September 1, 2013 § Leave a comment

SUP YOOOOOOOOOOOO
Come on, ¡vamanos! Everybody, let’s go!
I’ve been exploring.

I don’t like Orientation Week. I’m tired because I haven’t been sleeping all too well, and all I want to do sometimes is lie down, not listen to another speech about how great of a campus it is. I just moved across the Atlantic, for the love of god. I’m fine with the important information-and-lecture bits, but the whole yay-school-spirit-pay-to-join-all-these-clubs crap makes me want to jump in the Channel or hurl my body into the sun à la Amanda.

In addition to the yay-school-spirit crap, we also have the fascinating phenomenon of Ramen Friends, which I just put in a letter to Abigail. Basically, Ramen Friends are like, well, ramen—fast and initially satisfying but with very little nutritional value, leaving you hungry anyway in the end. It’s what happens when you try to be friends with everyone all at once.

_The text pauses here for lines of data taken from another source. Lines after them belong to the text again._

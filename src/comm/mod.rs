//! Collective communication between ranks.

use std::sync::{Arc, Condvar, Mutex, MutexGuard};

use log;

use crate::error::XcTaskError;

#[cfg(test)]
#[path = "comm_tests.rs"]
mod comm_tests;

/// Trait for rank communicators.
pub trait Communicator: Send + Sync {
    /// The index of this rank.
    fn rank(&self) -> usize;

    /// The number of ranks.
    fn size(&self) -> usize;

    /// Replaces `buffer` on every rank by the element-wise sum of the buffers of all ranks.
    /// Every rank obtains bitwise-identical results. Blocks until all ranks have joined.
    fn all_reduce_sum(&self, buffer: &mut [f64]) -> Result<(), XcTaskError>;

    /// Blocks until all ranks have reached this point.
    ///
    /// # Errors
    ///
    /// Errors if another rank has aborted.
    fn barrier(&self) -> Result<(), XcTaskError>;

    /// Marks the run as failed on this rank. Every rank blocked in, or later entering, a
    /// collective returns an error instead of waiting for this rank.
    fn abort(&self);
}

/// The error with which ranks leave a collective after another rank has aborted.
pub fn aborted_error() -> XcTaskError {
    XcTaskError::Configuration("another rank of the local world failed".to_string())
}

/// Aborts the communicator if the current thread unwinds while this guard is alive.
pub struct AbortOnPanic<'a>(pub &'a dyn Communicator);

impl Drop for AbortOnPanic<'_> {
    fn drop(&mut self) {
        if std::thread::panicking() {
            self.0.abort();
        }
    }
}

// ------------------
// SerialCommunicator
// ------------------

/// The communicator of a single-rank run.
#[derive(Clone, Copy, Debug, Default)]
pub struct SerialCommunicator;

impl Communicator for SerialCommunicator {
    fn rank(&self) -> usize {
        0
    }

    fn size(&self) -> usize {
        1
    }

    fn all_reduce_sum(&self, _buffer: &mut [f64]) -> Result<(), XcTaskError> {
        Ok(())
    }

    fn barrier(&self) -> Result<(), XcTaskError> {
        Ok(())
    }

    fn abort(&self) {}
}

// ----------
// LocalWorld
// ----------

/// The rendezvous shared by the ranks of a [`LocalWorld`].
#[derive(Debug)]
struct Rendezvous {
    slots: Vec<Vec<f64>>,
    arrived: usize,
    generation: u64,
    aborted: bool,
}

#[derive(Debug)]
struct WorldState {
    size: usize,
    rendezvous: Mutex<Rendezvous>,
    released: Condvar,
}

/// A set of in-process ranks, each meant to be driven by its own thread.
#[derive(Debug)]
pub struct LocalWorld;

impl LocalWorld {
    /// Creates the communicators of `size` in-process ranks, in rank order.
    pub fn create(size: usize) -> Result<Vec<LocalCommunicator>, XcTaskError> {
        if size == 0 {
            return Err(XcTaskError::Configuration(
                "a local world needs at least one rank".to_string(),
            ));
        }
        let state = Arc::new(WorldState {
            size,
            rendezvous: Mutex::new(Rendezvous {
                slots: vec![vec![]; size],
                arrived: 0,
                generation: 0,
                aborted: false,
            }),
            released: Condvar::new(),
        });
        Ok((0..size)
            .map(|rank| LocalCommunicator {
                rank,
                state: Arc::clone(&state),
            })
            .collect())
    }
}

/// The communicator of one rank of a [`LocalWorld`].
#[derive(Clone, Debug)]
pub struct LocalCommunicator {
    rank: usize,
    state: Arc<WorldState>,
}

impl LocalCommunicator {
    fn poisoned() -> XcTaskError {
        XcTaskError::Configuration("a rank of the local world panicked".to_string())
    }

    fn lock(&self) -> Result<MutexGuard<'_, Rendezvous>, XcTaskError> {
        self.state.rendezvous.lock().map_err(|_| Self::poisoned())
    }

    /// Waits until every rank has arrived, or until some rank aborts.
    fn wait<'g>(
        &'g self,
        mut guard: MutexGuard<'g, Rendezvous>,
    ) -> Result<MutexGuard<'g, Rendezvous>, XcTaskError> {
        if guard.aborted {
            return Err(aborted_error());
        }
        guard.arrived += 1;
        if guard.arrived == self.state.size {
            guard.arrived = 0;
            guard.generation += 1;
            self.state.released.notify_all();
            return Ok(guard);
        }
        let generation = guard.generation;
        while guard.generation == generation && !guard.aborted {
            guard = self
                .state
                .released
                .wait(guard)
                .map_err(|_| Self::poisoned())?;
        }
        if guard.generation == generation {
            Err(aborted_error())
        } else {
            Ok(guard)
        }
    }
}

impl Communicator for LocalCommunicator {
    fn rank(&self) -> usize {
        self.rank
    }

    fn size(&self) -> usize {
        self.state.size
    }

    fn all_reduce_sum(&self, buffer: &mut [f64]) -> Result<(), XcTaskError> {
        let mut guard = self.lock()?;
        guard.slots[self.rank] = buffer.to_vec();
        let guard = self.wait(guard)?;

        // Every rank sums the deposits in rank order, so all obtain the same bits.
        let result = if guard.slots.iter().all(|slot| slot.len() == buffer.len()) {
            buffer.iter_mut().enumerate().for_each(|(i, b)| {
                *b = guard.slots.iter().fold(0.0, |acc, slot| acc + slot[i]);
            });
            Ok(())
        } else {
            Err(XcTaskError::Configuration(format!(
                "mismatched all-reduce buffer lengths across ranks: {:?}",
                guard.slots.iter().map(|slot| slot.len()).collect::<Vec<_>>()
            )))
        };
        // No rank may deposit the next round before all have read this one.
        drop(self.wait(guard)?);
        log::debug!(
            "Rank {} completed an all-reduce over {} values.",
            self.rank,
            buffer.len()
        );
        result
    }

    fn barrier(&self) -> Result<(), XcTaskError> {
        let guard = self.lock()?;
        drop(self.wait(guard)?);
        Ok(())
    }

    fn abort(&self) {
        let mut guard = match self.state.rendezvous.lock() {
            Ok(guard) => guard,
            Err(poisoned) => poisoned.into_inner(),
        };
        if !guard.aborted {
            log::debug!("Rank {} aborted the local world.", self.rank);
        }
        guard.aborted = true;
        self.state.released.notify_all();
    }
}
//! Submatrix cuts mapping a task's compact basis-function indices onto global ones.

use std::fmt;

use itertools::Itertools;
use serde::{Deserialize, Serialize};

use crate::basis::shell::BasisSet;
use crate::error::XcTaskError;

#[cfg(test)]
#[path = "submatrix_tests.rs"]
mod submatrix_tests;

/// One contiguous block of basis-function indices shared between a compact per-task buffer and a
/// global matrix. Cuts apply symmetrically to rows and columns.
#[derive(Clone, Copy, Debug, PartialEq, Eq, Hash, Serialize, Deserialize)]
pub struct SubmatrixCut {
    /// The first global index of the block.
    pub global_offset: usize,

    /// The number of indices in the block.
    pub extent: usize,

    /// The first compact index of the block.
    pub local_offset: usize,
}

impl SubmatrixCut {
    /// One past the last global index of the block.
    pub fn global_end(&self) -> usize {
        self.global_offset + self.extent
    }

    /// One past the last compact index of the block.
    pub fn local_end(&self) -> usize {
        self.local_offset + self.extent
    }

    /// [`Self::global_end`], or `None` if it does not fit in a `usize`.
    pub fn checked_global_end(&self) -> Option<usize> {
        self.global_offset.checked_add(self.extent)
    }

    /// [`Self::local_end`], or `None` if it does not fit in a `usize`.
    pub fn checked_local_end(&self) -> Option<usize> {
        self.local_offset.checked_add(self.extent)
    }
}

impl fmt::Display for SubmatrixCut {
    fn fmt(&self, f: &mut fmt::Formatter<'_>) -> fmt::Result {
        write!(
            f,
            "[{}, {}) → [{}, {})",
            self.global_offset,
            self.global_end(),
            self.local_offset,
            self.local_end()
        )
    }
}

/// Builds the cuts of a sorted shell list.
///
/// Shells are walked in order; a shell whose global function range starts where the previous
/// one ended extends the current cut, and any other shell starts a new cut. Local offsets are
/// cumulative, so the cuts partition `[0, nbe)` in shell order.
pub fn build_cuts(shell_list: &[usize], basis: &BasisSet) -> Vec<SubmatrixCut> {
    let boundaries = basis.shell_boundaries();
    build_cuts_from_ranges(shell_list.iter().map(|&ishell| boundaries[ishell]))
}

/// Builds cuts from a sequence of half-open global index ranges, merging adjacent ranges.
/// Empty ranges are skipped.
pub fn build_cuts_from_ranges<I>(ranges: I) -> Vec<SubmatrixCut>
where
    I: IntoIterator<Item = (usize, usize)>,
{
    let mut cuts: Vec<SubmatrixCut> = vec![];
    let mut local_offset = 0;
    for (start, end) in ranges.into_iter().filter(|(start, end)| end > start) {
        let extent = end - start;
        match cuts.last_mut() {
            Some(cut) if cut.global_end() == start => cut.extent += extent,
            _ => cuts.push(SubmatrixCut {
                global_offset: start,
                extent,
                local_offset,
            }),
        }
        local_offset += extent;
    }
    cuts
}

/// Flattens cuts into `[global_offset, extent, local_offset]` triples, the layout consumed by
/// batched device kernels.
pub fn flatten_cuts(cuts: &[SubmatrixCut]) -> Vec<usize> {
    cuts.iter()
        .flat_map(|cut| [cut.global_offset, cut.extent, cut.local_offset])
        .collect_vec()
}

/// Recovers cuts from their flattened triples.
pub fn unflatten_cuts(flat: &[usize]) -> Result<Vec<SubmatrixCut>, XcTaskError> {
    if flat.len() % 3 != 0 {
        return Err(XcTaskError::Configuration(format!(
            "flattened cuts of length {} are not triples",
            flat.len()
        )));
    }
    Ok(flat
        .chunks_exact(3)
        .map(|triple| SubmatrixCut {
            global_offset: triple[0],
            extent: triple[1],
            local_offset: triple[2],
        })
        .collect_vec())
}

/// Total extent of a cut sequence.
pub fn total_extent(cuts: &[SubmatrixCut]) -> usize {
    cuts.iter().map(|cut| cut.extent).sum()
}

/// Verifies that cuts tile `[0, nbe)` in order in local-index space and are pairwise
/// non-overlapping and increasing in global-index space.
pub fn validate_cuts(cuts: &[SubmatrixCut], nbe: usize) -> Result<(), XcTaskError> {
    let inconsistency = |reason: String| XcTaskError::ScreeningInconsistency {
        task: None,
        shell: None,
        reason,
    };
    let mut local = 0;
    for (icut, cut) in cuts.iter().enumerate() {
        if cut.extent == 0 {
            return Err(inconsistency(format!("cut {icut} is empty")));
        }
        if cut.local_offset != local {
            return Err(inconsistency(format!(
                "cut {icut} starts at local index {} instead of {local}",
                cut.local_offset
            )));
        }
        local = cut
            .checked_local_end()
            .ok_or_else(|| inconsistency(format!("cut {icut} ends beyond the index range")))?;
    }
    if local != nbe {
        return Err(inconsistency(format!(
            "cut extents sum to {local} instead of nbe = {nbe}"
        )));
    }
    if let Some((icut, _)) = cuts
        .iter()
        .tuple_windows()
        .enumerate()
        .find(|(_, (a, b))| {
            a.checked_global_end()
                .map_or(true, |end| end > b.global_offset)
        })
    {
        return Err(inconsistency(format!(
            "cuts {icut} and {} overlap in global indices",
            icut + 1
        )));
    }
    Ok(())
}
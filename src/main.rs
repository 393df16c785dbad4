use std::path::Path;
use std::process;

use anyhow::{self, format_err, Context};
use clap::Parser;
use log::LevelFilter;
use log4rs::append::console::{ConsoleAppender, Target};
use log4rs::append::file::FileAppender;
use log4rs::append::Append;
use log4rs::config::{Appender, Config, Logger, Root};
use log4rs::encode::pattern::PatternEncoder;

use xctask::interfaces::cli::{log_heading, Cli};
use xctask::interfaces::input::Input;
use xctask::interfaces::InputHandle;
use xctask::io::read_xctask_yaml;

/// Configures `log4rs` with the main output on the `xctask-output` target and diagnostics on
/// standard error.
fn init_logging(output: Option<&Path>, verbose: u8) -> Result<(), anyhow::Error> {
    let output_encoder = Box::new(PatternEncoder::new("{m}{n}"));
    let output_appender: Box<dyn Append> = match output {
        Some(path) => Box::new(
            FileAppender::builder()
                .encoder(output_encoder)
                .append(false)
                .build(path)
                .with_context(|| format!("Unable to open output file {}", path.display()))?,
        ),
        None => Box::new(ConsoleAppender::builder().encoder(output_encoder).build()),
    };
    let diagnostics_appender = ConsoleAppender::builder()
        .encoder(Box::new(PatternEncoder::new(
            "{d(%Y-%m-%d %H:%M:%S)} {h({l:<5})} {t} - {m}{n}",
        )))
        .target(Target::Stderr)
        .build();
    let level = match verbose {
        0 => LevelFilter::Warn,
        1 => LevelFilter::Info,
        2 => LevelFilter::Debug,
        _ => LevelFilter::Trace,
    };

    let config = Config::builder()
        .appender(Appender::builder().build("output", output_appender))
        .appender(Appender::builder().build("diagnostics", Box::new(diagnostics_appender)))
        .logger(
            Logger::builder()
                .appender("output")
                .additive(false)
                .build("xctask-output", LevelFilter::Info),
        )
        .build(Root::builder().appender("diagnostics").build(level))?;
    log4rs::init_config(config)?;
    Ok(())
}

fn run(cli: &Cli) -> Result<(), anyhow::Error> {
    init_logging(cli.output.as_deref(), cli.verbose)?;
    log_heading();
    let config = cli
        .config
        .as_ref()
        .ok_or_else(|| format_err!("No input configuration file specified."))?;
    let input = read_xctask_yaml::<Input, _>(config)
        .with_context(|| format!("Unable to read input configuration {}", config.display()))?;
    input.handle()
}

fn main() {
    let cli = Cli::parse();
    if let Err(err) = run(&cli) {
        log::error!(target: "xctask-output", "{err:?}");
        eprintln!("Error: {err:?}");
        process::exit(1);
    }
}
//! Atom-centred quadrature grids.

use std::fmt;

use anyhow::{self, ensure};
use itertools::Itertools;
use log;
use nalgebra::{Point3, Vector3};
use rayon::prelude::*;
use serde::{Deserialize, Serialize};

use crate::auxiliary::atom::Atom;
use crate::auxiliary::molecule::Molecule;

pub mod becke;

#[cfg(test)]
#[path = "grid_tests.rs"]
mod grid_tests;

// ==================
// Struct definitions
// ==================

// --------------
// AtomicGridSize
// --------------

/// An enumerated type for the size of the product grid on every atom.
#[derive(Clone, Copy, Debug, PartialEq, Eq, Serialize, Deserialize)]
pub enum AtomicGridSize {
    /// 75 radial shells and a 12 × 25 angular product grid.
    Fine,

    /// 99 radial shells and a 17 × 34 angular product grid.
    UltraFine,

    /// 175 radial shells and a 22 × 44 angular product grid.
    SuperFine,

    /// Explicit numbers of radial shells, polar ($`\cos\theta`$) nodes, and azimuthal nodes.
    Explicit {
        n_radial: usize,
        n_theta: usize,
        n_phi: usize,
    },
}

impl Default for AtomicGridSize {
    fn default() -> Self {
        AtomicGridSize::UltraFine
    }
}

impl AtomicGridSize {
    /// Returns the numbers of radial shells, polar nodes, and azimuthal nodes.
    pub fn dims(&self) -> (usize, usize, usize) {
        match self {
            AtomicGridSize::Fine => (75, 12, 25),
            AtomicGridSize::UltraFine => (99, 17, 34),
            AtomicGridSize::SuperFine => (175, 22, 44),
            AtomicGridSize::Explicit {
                n_radial,
                n_theta,
                n_phi,
            } => (*n_radial, *n_theta, *n_phi),
        }
    }

    /// The number of points on a single atom.
    pub fn n_points_per_atom(&self) -> usize {
        let (n_radial, n_theta, n_phi) = self.dims();
        n_radial * n_theta * n_phi
    }
}

impl fmt::Display for AtomicGridSize {
    fn fmt(&self, f: &mut fmt::Formatter<'_>) -> fmt::Result {
        let (n_radial, n_theta, n_phi) = self.dims();
        let name = match self {
            AtomicGridSize::Fine => "Fine",
            AtomicGridSize::UltraFine => "UltraFine",
            AtomicGridSize::SuperFine => "SuperFine",
            AtomicGridSize::Explicit { .. } => "Explicit",
        };
        write!(
            f,
            "{name} ({n_radial} radial × {} angular)",
            n_theta * n_phi
        )
    }
}

// ----------
// AtomicGrid
// ----------

/// A structure containing the raw quadrature on one atom, before any partitioning of space
/// between atoms.
#[derive(Clone, Debug, PartialEq, Serialize, Deserialize)]
pub struct AtomicGrid {
    /// The centre of this grid in Bohr.
    pub center: Point3<f64>,

    /// The quadrature points in Bohr.
    pub points: Vec<Point3<f64>>,

    /// The raw quadrature weights.
    pub weights: Vec<f64>,
}

impl AtomicGrid {
    /// Constructs the Mura–Knowles × Gauss–Legendre/uniform product grid on an atom.
    ///
    /// Points are ordered radial shell by radial shell, and within each shell polar node by
    /// polar node.
    ///
    /// # Arguments
    ///
    /// * `atom` - The atom carrying this grid.
    /// * `size` - The size of the grid.
    pub fn new(atom: &Atom, size: &AtomicGridSize) -> Result<Self, anyhow::Error> {
        let (n_radial, n_theta, n_phi) = size.dims();
        ensure!(
            n_radial > 0 && n_theta > 0 && n_phi > 0,
            "Empty atomic grid dimensions ({n_radial}, {n_theta}, {n_phi})."
        );
        let alpha = if atom.is_alkali_like() { 7.0 } else { 5.0 };
        let radial = mura_knowles(n_radial, alpha);
        let angular = product_angular(n_theta, n_phi);

        let (points, weights): (Vec<_>, Vec<_>) = radial
            .iter()
            .cartesian_product(angular.iter())
            .map(|((r, wr), (u, wa))| (atom.coordinates + u * *r, wr * wa))
            .unzip();
        Ok(Self {
            center: atom.coordinates,
            points,
            weights,
        })
    }

    /// The number of points in this grid.
    pub fn n_points(&self) -> usize {
        self.points.len()
    }
}

// -------------
// MolecularGrid
// -------------

/// A structure containing one raw atomic grid per atom of a molecule.
#[derive(Clone, Debug, PartialEq, Serialize, Deserialize)]
pub struct MolecularGrid {
    /// The size of every atomic grid.
    size: AtomicGridSize,

    /// The atomic grids, in atom order.
    atomic_grids: Vec<AtomicGrid>,
}

impl MolecularGrid {
    /// Constructs the atomic grids of all atoms in a molecule.
    pub fn new(mol: &Molecule, size: &AtomicGridSize) -> Result<Self, anyhow::Error> {
        let atomic_grids = mol
            .atoms
            .par_iter()
            .map(|atom| AtomicGrid::new(atom, size))
            .collect::<Result<Vec<_>, _>>()?;
        let grid = Self {
            size: *size,
            atomic_grids,
        };
        log::debug!(
            "Molecular grid {} built with {} points over {} atoms.",
            grid.size,
            grid.n_points(),
            grid.n_atoms()
        );
        Ok(grid)
    }

    /// The size of every atomic grid.
    pub fn size(&self) -> &AtomicGridSize {
        &self.size
    }

    /// The atomic grids, in atom order.
    pub fn atomic_grids(&self) -> &[AtomicGrid] {
        &self.atomic_grids
    }

    /// The number of atoms carrying a grid.
    pub fn n_atoms(&self) -> usize {
        self.atomic_grids.len()
    }

    /// The total number of points across all atomic grids.
    pub fn n_points(&self) -> usize {
        self.atomic_grids.iter().map(|grid| grid.n_points()).sum()
    }
}

// =========
// Functions
// =========

/// Mura–Knowles radial quadrature with $`n`$ shells,
///
/// ```math
///     r_i = -\alpha \ln(1 - x_i^3), \qquad x_i = \frac{i}{n + 1},
/// ```
///
/// with weights that include the $`r^2`$ Jacobian. Returns `(r_i, w_i)` pairs.
pub(crate) fn mura_knowles(n: usize, alpha: f64) -> Vec<(f64, f64)> {
    let h = 1.0 / (n as f64 + 1.0);
    (1..=n)
        .map(|i| {
            let x = i as f64 * h;
            let x3 = x.powi(3);
            let r = -alpha * (1.0 - x3).ln();
            let w = h * 3.0 * alpha * x * x / (1.0 - x3) * r * r;
            (r, w)
        })
        .collect_vec()
}

/// Gauss–Legendre nodes and weights on $`[-1, 1]`$, by Newton iteration on $`P_n`$.
pub(crate) fn gauss_legendre(n: usize) -> Vec<(f64, f64)> {
    let nf = n as f64;
    let mut nodes = vec![(0.0, 0.0); n];
    for i in 0..(n + 1) / 2 {
        let mut x = (std::f64::consts::PI * (i as f64 + 0.75) / (nf + 0.5)).cos();
        for _ in 0..100 {
            let (p, dp) = legendre_with_derivative(n, x);
            let dx = p / dp;
            x -= dx;
            if dx.abs() < 1e-15 {
                break;
            }
        }
        let (_, dp) = legendre_with_derivative(n, x);
        let w = 2.0 / ((1.0 - x * x) * dp * dp);
        nodes[i] = (-x, w);
        nodes[n - 1 - i] = (x, w);
    }
    nodes
}

/// Evaluates $`P_n(x)`$ and $`P_n'(x)`$ by the three-term recurrence.
fn legendre_with_derivative(n: usize, x: f64) -> (f64, f64) {
    let (mut p0, mut p1) = (1.0, x);
    if n == 0 {
        return (1.0, 0.0);
    }
    for k in 2..=n {
        let kf = k as f64;
        let p2 = ((2.0 * kf - 1.0) * x * p1 - (kf - 1.0) * p0) / kf;
        p0 = p1;
        p1 = p2;
    }
    let dp = n as f64 * (x * p1 - p0) / (x * x - 1.0);
    (p1, dp)
}

/// Unit-sphere product quadrature of Gauss–Legendre nodes in $`\cos\theta`$ and uniform nodes
/// in $`\phi`$. The weights sum to $`4\pi`$.
pub(crate) fn product_angular(n_theta: usize, n_phi: usize) -> Vec<(Vector3<f64>, f64)> {
    let dphi = 2.0 * std::f64::consts::PI / n_phi as f64;
    gauss_legendre(n_theta)
        .into_iter()
        .cartesian_product(0..n_phi)
        .map(|((cos_theta, w_theta), j)| {
            let sin_theta = (1.0 - cos_theta * cos_theta).max(0.0).sqrt();
            let phi = (j as f64 + 0.5) * dphi;
            (
                Vector3::new(sin_theta * phi.cos(), sin_theta * phi.sin(), cos_theta),
                w_theta * dphi,
            )
        })
        .collect_vec()
}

My general philosophy is that we’re all going to be together for a couple of years, so why not just let things take their natural course and not stress about it? Plus, really, stressing about making friends. Friends are for relieving stress, not causing it.

Regardless, I’ve been having fun all by me onesie and walking the opposite direction as everyone else. I’m not trying to be contradictory, but it’s really quite pretty on the other side of things.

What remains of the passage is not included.